Tambien lo que dice 2ME


----------



## Servitesla5000 (Ene 25, 2021)

DOSMETROS dijo:


> La bomba sola , anda ?


Si la conecto fuera de la placa si, pero si la conecto no anda, pensé que era el triac lo cambie y sigue igual

	Mensaje automáticamente combinado: Ene 25, 2021



DJ T3 dijo:


> Conecta una lampara incandescente en la salida y mide.
> Tambien lo que dice 2ME


Con el bombillo tampoco prende no sé si será un resistencia o un condensador que esté en el círcuito del triac


----------



## J2C (Ene 25, 2021)

El bombillo que usas es de Led, Bajo consumo o de los antiguos a filamento?

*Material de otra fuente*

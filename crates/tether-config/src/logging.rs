use serde::{Deserialize, Serialize};
use strum::{Display, EnumString};

use crate::defaults::default_log_filter_string;

/// Supported logging output formats.
#[derive(
    Debug, Clone, Copy, Default, Deserialize, Serialize, PartialEq, Eq, EnumString, Display,
)]
#[serde(rename_all = "snake_case")]
#[strum(serialize_all = "snake_case", ascii_case_insensitive)]
pub enum LogFormat {
    /// Structured JSON suitable for ingestion by logging stacks.
    #[default]
    Json,
    /// Human-readable single line output.
    Compact,
}

/// Errors encountered while parsing a [`LogFormat`] from text.
pub type LogFormatParseError = strum::ParseError;

/// Filter and format handed to the telemetry initialiser.
#[derive(Debug, Clone, PartialEq, Eq)]
pub struct LogSettings {
    /// `tracing` filter directive, for example `info` or `tether=debug`.
    pub filter: String,
    /// Output format.
    pub format: LogFormat,
}

impl Default for LogSettings {
    fn default() -> Self {
        Self {
            filter: default_log_filter_string(),
            format: LogFormat::default(),
        }
    }
}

Por que si es de los antiguos a filamento podrías usarlo como lámpara de pruebas y conectarlo en serie a la bomba hacia un polo y el otro de la linea de alterna, En uno de los dos casos el bombillo debería encender algo y si en ningún caso enciende deberás revisar la continuidad del cableado de la bomba hacia la plaqueta y hacia el otro lado que seguramente esta cortado/corroído/oxidado.

Saludos, JuanKa.-


----------



## Servitesla5000 (Ene 25, 2021)

De fil*amento*



J2C dijo:


> El bombillo que usas es de Led, Bajo consumo o de los antiguos a filamento?
> 
> Por que si es de los antiguos a filamento podrías usarlo como lámpara de pruebas y conectarlo en serie a la bomba hacia un polo y el otro de la linea de alterna, En uno de los dos casos el bombillo debería encender algo y si en ningún caso enciende deberás revisar la continuidad del cableado de la bomba hacia la plaqueta y hacia el otro lado que seguramente esta cortado/corroído/oxidado.
> 
> Saludos, Juan


----------



## J2C (Ene 25, 2021)

Pues realiza estas dos pruebas con mucho cuidado ya que deberás energizar la lavadora y 110VCA son letales:



> J2C dijo:
> ....
> Por que si es de los antiguos a filamento podrías usarlo como lámpara de pruebas y conectarlo en serie a la bomba hacia un polo y el otro de la linea de alterna, En uno de los dos casos el bombillo debería encender algo y si en ningún caso enciende deberás revisar la continuidad del cableado de la bomba hacia la plaqueta y hacia el otro lado que seguramente esta cortado/corroído/oxidado.
> 
> Saludos, Juan



Si estas en Barcelona allí casi son las 03 AM, pues hazlo mañana durante el día para mayor seguridad tuya.

Saludos, JuanKa.-


----------



## DJ T3 (Ene 25, 2021)

DJ T3 dijo:


> Fotos de ambos lado de la placa


Te pedi 👆


----------



## Servitesla5000 (Ene 25, 2021)

DJ T3 dijo:


> Te pedi 👆


----------



## Servitesla5000 (Ene 26, 2021)

Buen día muchachos mil gracias por su ayuda, les comento que ya resolví el problema, encontré el componente dañado, era una resistencia smd 221=220 ohmios, dicha resistencia está en serie con A1 del triac, al medirla el valor daba muy alto, la cambie y listo adjunto foto

	Mensaje automáticamente combinado: Ene 26, 2021

A todos muchísimas gracias por su ayuda un saludo desde Venezuela


----------